● Assignment
Working from the records below, repeat exactly the lines starting at the line that contains "#[derive(Clone, Debug, Default)]" and ending at the line that contains "SyncAction::WouldCopy => self.summary.would_copy", inclusive.

··· Provided records

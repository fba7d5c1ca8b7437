use clap::{ArgGroup, Parser};
use std::io;
use std::path::Path;

pub const DEFAULT_SOURCE_ENCODING: &str = "gbk";
pub const DEFAULT_TARGET_ENCODING: &str = "utf-8";
pub const DEFAULT_FILTERS: [&str; 5] = ["*.txt", "*.lrc", "*.srt", "*.csv", "*.log"];

#[derive(Parser, Clone, Debug)]
#[command(
    name = "convert_encoding",
    about = "轉換文字檔的字元編碼，支援單一檔案或整個目錄批次處理",
    long_about = "轉換文字檔的字元編碼（預設 GBK → UTF-8）。\n使用 -f 指定單一檔案，或 -d 指定目錄進行批次轉換（不遞迴子目錄）。\n不帶任何參數執行時進入互動模式。\n使用 `--help` 查看詳細用法。",
    group(ArgGroup::new("input").required(true).args(["file", "directory"]))
)]
pub struct Cli {
    /// 要轉換的單一檔案
    #[arg(short = 'f', long)]
    pub file: Option<String>,
    /// 批次轉換的目錄，只處理目錄下的直接檔案
    #[arg(short = 'd', long)]
    pub directory: Option<String>,
    /// 單檔模式：輸出檔案路徑；批次模式：輸出目錄
    /// （預設分別為 `<檔名>_<編碼><副檔名>` 與 `<輸入目錄>/converted_<編碼>`）
    #[arg(short, long)]
    pub output: Option<String>,
    #[arg(short = 's', long, default_value = DEFAULT_SOURCE_ENCODING)]
    pub source_encoding: String,
    #[arg(short = 't', long, default_value = DEFAULT_TARGET_ENCODING)]
    pub target_encoding: String,
    /// 批次模式的 glob 過濾模式，可重複指定或以空白分隔；單檔模式忽略
    #[arg(short = 'F', long = "filter", num_args = 1.., default_values = DEFAULT_FILTERS)]
    pub filter: Vec<String>,
    /// 輸出檔已存在時仍覆寫
    #[arg(long, default_value_t = false)]
    pub overwrite: bool,
    #[arg(long, default_value_t = false)]
    pub no_progress: bool,
    #[arg(long, default_value = "info", value_parser = ["debug", "info", "warn", "error"])]
    pub log_level: String,
    #[arg(long, default_value_t = false)]
    pub show_config: bool,
}

pub fn default_filters() -> Vec<String> {
    DEFAULT_FILTERS.iter().map(|p| p.to_string()).collect()
}

pub fn validate_input_path(input: &str) -> io::Result<&Path> {
    let path = Path::new(input);
    if !path.exists() {
        log::error!("輸入路徑不存在：{}", input);
        return Err(io::Error::new(
            io::ErrorKind::NotFound,
            format!("輸入路徑 '{}' 不存在", input)
        ));
    }
    Ok(path)
}

/// 過濾模式只比對檔名，不可為空或包含路徑分隔符號
pub fn is_valid_pattern(pattern: &str) -> bool {
    let invalid_chars = ['/', '\\'];
    !pattern.trim().is_empty() && !pattern.contains(&invalid_chars[..])
}

pub fn validate_file_patterns(patterns: &[String]) -> io::Result<()> {
    for pattern in patterns {
        if !is_valid_pattern(pattern) {
            return Err(io::Error::new(io::ErrorKind::InvalidInput, format!("無效的過濾模式: {}", pattern)));
        }
    }
    Ok(())
}
use std::path::PathBuf;

#[derive(Clone, Debug)]
pub struct SyncConfig {
    pub resource_dir: PathBuf,
    pub destination_dir: PathBuf,
    pub test_mode: bool,
    pub no_progress: bool,
}

#[derive(Clone, Debug, PartialEq)]
pub enum SyncAction {
    Copied,
    Skipped,
    WouldCopy,
    Failed(String),
}

#[derive(Clone, Debug)]
pub struct SyncEntry {
    pub source: PathBuf,
    pub destination: PathBuf,
    pub action: SyncAction,
}

#[derive(Clone, Copy, Debug, Default, PartialEq, Eq)]
pub struct SyncSummary {
    pub copied: usize,
    pub skipped: usize,
    pub would_copy: usize,
    pub failed: usize,
}

impl SyncSummary {
    pub fn has_failures(&self) -> bool {
        self.failed > 0
    }
}

#[derive(Clone, Debug, Default)]
pub struct SyncReport {
    pub entries: Vec<SyncEntry>,
    pub summary: SyncSummary,
}

impl SyncReport {
    pub fn record(&mut self, source: PathBuf, destination: PathBuf, action: SyncAction) {
        match &action {
            SyncAction::Copied => self.summary.copied += 1,
            SyncAction::Skipped => self.summary.skipped += 1,
            SyncAction::WouldCopy => self.summary.would_copy += 1,
            SyncAction::Failed(_) => self.summary.failed += 1,
        }
        self.entries.push(SyncEntry {
            source,
            destination,
            action,
        });
    }
}
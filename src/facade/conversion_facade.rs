use std::fs;
use std::io;
use std::path::{Path, PathBuf};
use log::{error, info, warn};
use crate::config::ports::{AppConfig, ConversionPort};
use crate::error::ConversionError;
use crate::facade::traits::i_conversion::ConversionFacadeTrait;
use crate::models::conversion::{
    BatchReport, ConversionInput, ConversionOutcome, ConversionOutput, ConversionRequest, InputTarget,
    SkipReason,
};
use crate::models::file::{FileCollectInput, FilterSpec};
use crate::service::file::FileService;
use crate::service::traits::i_service::{FileServiceTrait, TranscodeServiceTrait};
use crate::service::transcode::TranscodeService;
use crate::utils::path::{default_batch_output_dir, derive_output_path, is_same_path};
use crate::utils::utils::{create_progress_bar, format_file_size, ProgressManager};

pub struct ConversionFacade {
    file_service: Box<dyn FileServiceTrait>,
    transcode_service: Box<dyn TranscodeServiceTrait>,
}

impl ConversionFacade {
    pub fn new(
        file_service: Box<dyn FileServiceTrait>,
        transcode_service: Box<dyn TranscodeServiceTrait>,
    ) -> Self {
        ConversionFacade {
            file_service,
            transcode_service,
        }
    }
}

impl Default for ConversionFacade {
    fn default() -> Self {
        ConversionFacade::new(Box::new(FileService::new()), Box::new(TranscodeService::new()))
    }
}

impl ConversionFacadeTrait for ConversionFacade {
    fn execute_conversion(&self, input: ConversionInput) -> Result<ConversionOutput, ConversionError> {
        match &input.target {
            InputTarget::File(path) => self.process_single(path, &input),
            InputTarget::Directory(dir) => self.process_batch(dir, &input),
        }
    }
}

impl ConversionFacade {
    /// 批次轉換：先建立輸出目錄（失敗即中止），之後逐檔處理，任何單檔結果都不會中斷後續檔案
    pub fn run_batch(
        &self,
        inputs: &[PathBuf],
        source_encoding: &str,
        target_encoding: &str,
        output_base_dir: &Path,
        overwrite: bool,
        no_progress: bool,
    ) -> Result<BatchReport, ConversionError> {
        fs::create_dir_all(output_base_dir).map_err(|source| ConversionError::OutputDirectory {
            path: output_base_dir.to_path_buf(),
            source,
        })?;
        info!("輸出目錄已就緒：{}", output_base_dir.display());

        let total_files = inputs.len();
        let pm = create_progress_bar(total_files as u64, no_progress);
        let mut report = BatchReport::default();
        for (index, input_path) in inputs.iter().enumerate() {
            let output_path = derive_output_path(input_path, target_encoding, None, true, Some(output_base_dir));
            let request = ConversionRequest {
                input_path: input_path.clone(),
                output_path: output_path.clone(),
                source_encoding: source_encoding.to_string(),
                target_encoding: target_encoding.to_string(),
            };
            let outcome = self.convert_guarded(&request, overwrite, &pm);
            report.record(input_path.clone(), output_path, outcome);
            pm.update((index + 1) as u64, &format!("處理檔案 {}/{}", index + 1, total_files));
        }
        pm.finish(format!(
            "處理完成：轉換 {}，跳過 {}，失敗 {}",
            report.summary.converted, report.summary.skipped, report.summary.failed
        ));
        Ok(report)
    }

    fn process_single(&self, input_path: &Path, input: &ConversionInput) -> Result<ConversionOutput, ConversionError> {
        if !input_path.is_file() {
            error!("輸入檔案不存在或不是檔案：{}", input_path.display());
            return Err(ConversionError::NotFound {
                path: input_path.to_path_buf(),
            });
        }

        let output_path = derive_output_path(
            input_path,
            &input.target_encoding,
            input.output.as_deref(),
            false,
            None,
        );
        info!("開始單檔轉換，輸入：{}，輸出：{}", input_path.display(), output_path.display());

        if let Some(parent) = output_path.parent().filter(|p| !p.as_os_str().is_empty()) {
            fs::create_dir_all(parent).map_err(|source| ConversionError::OutputDirectory {
                path: parent.to_path_buf(),
                source,
            })?;
        }

        let pm = create_progress_bar(1, input.no_progress);
        let request = ConversionRequest {
            input_path: input_path.to_path_buf(),
            output_path: output_path.clone(),
            source_encoding: input.source_encoding.clone(),
            target_encoding: input.target_encoding.clone(),
        };
        let outcome = self.convert_guarded(&request, input.overwrite, &pm);
        pm.update(1, "處理檔案 1/1");
        pm.finish("處理完成".to_string());

        let mut report = BatchReport::default();
        report.record(input_path.to_path_buf(), output_path.clone(), outcome);
        Ok(ConversionOutput { output_path, report })
    }

    fn process_batch(&self, input_dir: &Path, input: &ConversionInput) -> Result<ConversionOutput, ConversionError> {
        let filters = FilterSpec::new(&input.filters)?;
        let output_base_dir = input
            .output
            .clone()
            .unwrap_or_else(|| default_batch_output_dir(input_dir, &input.target_encoding));
        info!(
            "開始批次轉換，輸入目錄：{}，輸出目錄：{}，過濾模式：{}",
            input_dir.display(),
            output_base_dir.display(),
            filters.patterns().join(", ")
        );

        let selection = self.file_service.select_batch_inputs(FileCollectInput {
            directory: input_dir.to_path_buf(),
            filters,
        })?;

        if selection.files.is_empty() {
            warn!("目錄 '{}' 中沒有符合過濾條件的檔案", input_dir.display());
            return Ok(ConversionOutput {
                output_path: output_base_dir,
                report: BatchReport::default(),
            });
        }
        info!(
            "正在處理 {} 個檔案，總大小：{}",
            selection.files.len(),
            format_file_size(selection.total_size)
        );

        let report = self.run_batch(
            &selection.files,
            &input.source_encoding,
            &input.target_encoding,
            &output_base_dir,
            input.overwrite,
            input.no_progress,
        )?;
        Ok(ConversionOutput {
            output_path: output_base_dir,
            report,
        })
    }

    /// 覆寫保護 → 已存在檢查 → 轉碼；錯誤轉為 Failed 結果
    fn convert_guarded(&self, request: &ConversionRequest, overwrite: bool, pm: &ProgressManager) -> ConversionOutcome {
        let file_name = display_name(&request.input_path);
        pm.println(format!("處理 '{}'...", file_name));

        if is_same_path(&request.input_path, &request.output_path) {
            let reason = SkipReason::WouldOverwriteInput;
            warn!("跳過 {}：{}", request.input_path.display(), reason);
            pm.println(format!("  跳過：'{}' {}", request.output_path.display(), reason));
            return ConversionOutcome::Skipped(reason);
        }
        if !overwrite && request.output_path.exists() {
            let reason = SkipReason::OutputExists;
            info!("跳過 {}：{}", request.input_path.display(), reason);
            pm.println(format!("  跳過：'{}' {}", request.output_path.display(), reason));
            return ConversionOutcome::Skipped(reason);
        }

        match self.transcode_service.convert_one(request) {
            Ok(bytes_written) => {
                info!(
                    "轉換完成：{} → {}（{}）",
                    request.input_path.display(),
                    request.output_path.display(),
                    format_file_size(bytes_written)
                );
                pm.println(format!("  成功轉換為 '{}'", display_name(&request.output_path)));
                ConversionOutcome::Converted
            }
            Err(e) => {
                error!("處理檔案 {} 失敗: {}", request.input_path.display(), e);
                pm.println(format!("  失敗：{}", e));
                ConversionOutcome::Failed {
                    kind: e.kind(),
                    message: e.to_string(),
                }
            }
        }
    }
}

fn display_name(path: &Path) -> String {
    path.file_name()
        .map(|name| name.to_string_lossy().to_string())
        .unwrap_or_else(|| path.display().to_string())
}

/// 執行轉換的 ConversionPort 實作，將 AppConfig 交給 ConversionFacade
pub struct ConversionAdapter {
    facade: Box<dyn ConversionFacadeTrait>,
}

impl ConversionAdapter {
    pub fn new(facade: Box<dyn ConversionFacadeTrait>) -> Self {
        ConversionAdapter { facade }
    }
}

impl Default for ConversionAdapter {
    fn default() -> Self {
        ConversionAdapter::new(Box::new(ConversionFacade::default()))
    }
}

impl ConversionPort for ConversionAdapter {
    fn execute(&self, config: AppConfig) -> io::Result<ConversionOutput> {
        let output = self.facade.execute_conversion(config.into_conversion_input())?;
        Ok(output)
    }
}
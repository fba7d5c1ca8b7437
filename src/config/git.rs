use clap::Parser;

#[derive(Parser, Clone, Debug)]
#[command(
    name = "git_commit",
    about = "依序執行 git add、git commit 與 git push",
    arg_required_else_help = true
)]
pub struct GitCli {
    /// 提交訊息
    #[arg(short = 'm', long = "message")]
    pub message: String,
    /// 推送的分支名稱
    #[arg(short = 'b', long = "branch", default_value = "main")]
    pub branch: String,
    /// 儲存庫目錄（預設為目前目錄）
    #[arg(short = 'C', long = "repo")]
    pub repo: Option<String>,
    #[arg(long, default_value = "info", value_parser = ["debug", "info", "warn", "error"])]
    pub log_level: String,
}
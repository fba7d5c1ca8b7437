use std::process::ExitCode;

use script_tools::action::cli::process_args;

fn main() -> ExitCode {
    let args: Vec<String> = std::env::args().collect();
    match process_args(args) {
        Ok(output) => {
            log::info!("程式執行完成，輸出位置：{}", output.output_path.display());
            if output.report.summary.has_failures() {
                ExitCode::FAILURE
            } else {
                ExitCode::SUCCESS
            }
        }
        Err(e) => {
            log::error!("{}", e);
            eprintln!("錯誤：{}", e);
            ExitCode::FAILURE
        }
    }
}
use std::io;
use std::time::Instant;
use indicatif::{ProgressBar, ProgressStyle};
use regex::RegexSet;

pub fn setup_logging(log_level: &str) -> io::Result<()> {
    let log_level_filter = match log_level {
        "debug" => log::LevelFilter::Debug,
        "info" => log::LevelFilter::Info,
        "warn" => log::LevelFilter::Warn,
        "error" => log::LevelFilter::Error,
        _ => log::LevelFilter::Info,
    };
    env_logger::Builder::new()
        .filter_level(log_level_filter)
        .try_init()
        .map_err(|e| io::Error::new(io::ErrorKind::Other, format!("日誌初始化失敗: {}", e)))
}

pub struct ProgressManager {
    pb: ProgressBar,
    no_progress: bool,
    start: Instant,
}

impl ProgressManager {
    pub fn new(total: u64, no_progress: bool) -> Self {
        let pb = if no_progress {
            ProgressBar::hidden()
        } else if total == 0 {
            let pb = ProgressBar::new_spinner();
            pb.set_style(
                ProgressStyle::default_spinner()
                    .template("{msg} {spinner} 已處理: {pos} 檔案")
                    .unwrap_or_else(|_| ProgressStyle::default_spinner()),
            );
            pb
        } else {
            let pb = ProgressBar::new(total);
            pb.set_style(
                ProgressStyle::default_bar()
                    .template("{msg} [{bar:40}] {pos}/{len} ETA: {eta_precise}")
                    .unwrap_or_else(|_| ProgressStyle::default_bar())
                    .progress_chars("##-"),
            );
            pb
        };
        ProgressManager {
            pb,
            no_progress,
            start: Instant::now(),
        }
    }

    pub fn update(&self, count: u64, action: &str) {
        if self.no_progress {
            return;
        }
        let elapsed = self.start.elapsed().as_secs_f64();
        let speed = if elapsed > 0.0 { count as f64 / elapsed } else { 0.0 };
        self.pb.set_message(format!("{}，速度：{:.0} 檔案/秒", action, speed));
        self.pb.set_position(count);
    }

    /// 輸出一行進度訊息；進度條隱藏時直接寫到標準輸出
    pub fn println(&self, line: impl AsRef<str>) {
        if self.pb.is_hidden() {
            println!("{}", line.as_ref());
        } else {
            self.pb.println(line.as_ref());
        }
    }

    pub fn finish(&self, message: String) {
        if self.no_progress {
            return;
        }
        self.pb.finish_with_message(message);
    }
}

pub fn create_progress_bar(total: u64, no_progress: bool) -> ProgressManager {
    ProgressManager::new(total, no_progress)
}

pub fn format_file_size(size: usize) -> String {
    if size < 1024 * 1024 {
        format!("{:.2} KB", size as f64 / 1024.0)
    } else {
        format!("{:.2} MB", size as f64 / (1024.0 * 1024.0))
    }
}

/// 將 glob 模式（`*`、`?`、`[...]`）轉為完整比對的正規表示式
pub fn glob_to_regex(pattern: &str) -> String {
    let chars: Vec<char> = pattern.chars().collect();
    let mut regex = String::from("(?s)^");
    let mut i = 0;
    while i < chars.len() {
        let c = chars[i];
        i += 1;
        match c {
            '*' => regex.push_str(".*"),
            '?' => regex.push('.'),
            '[' => {
                let mut j = i;
                if j < chars.len() && chars[j] == '!' {
                    j += 1;
                }
                if j < chars.len() && chars[j] == ']' {
                    j += 1;
                }
                while j < chars.len() && chars[j] != ']' {
                    j += 1;
                }
                if j >= chars.len() {
                    regex.push_str("\\[");
                    continue;
                }
                regex.push('[');
                for (offset, &ch) in chars[i..j].iter().enumerate() {
                    match ch {
                        '!' if offset == 0 => regex.push('^'),
                        '^' if offset == 0 => regex.push_str("\\^"),
                        '\\' | '[' | ']' | '&' | '~' => {
                            regex.push('\\');
                            regex.push(ch);
                        }
                        _ => regex.push(ch),
                    }
                }
                regex.push(']');
                i = j + 1;
            }
            _ => regex.push_str(&regex::escape(c.encode_utf8(&mut [0u8; 4]))),
        }
    }
    regex.push('$');
    regex
}

pub fn create_regex_set(patterns: &[String]) -> Result<RegexSet, regex::Error> {
    let regex_patterns: Vec<_> = patterns.iter().map(|p| glob_to_regex(p)).collect();
    RegexSet::new(&regex_patterns)
}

······

● Result for this exercise
#[derive(Clone, Debug, Default)]
pub struct SyncReport {
    pub entries: Vec<SyncEntry>,
    pub summary: SyncSummary,
}

impl SyncReport {
    pub fn record(&mut self, source: PathBuf, destination: PathBuf, action: SyncAction) {
        match &action {
            SyncAction::Copied => self.summary.copied += 1,
            SyncAction::Skipped => self.summary.skipped += 1,
            SyncAction::WouldCopy => self.summary.would_copy += 1,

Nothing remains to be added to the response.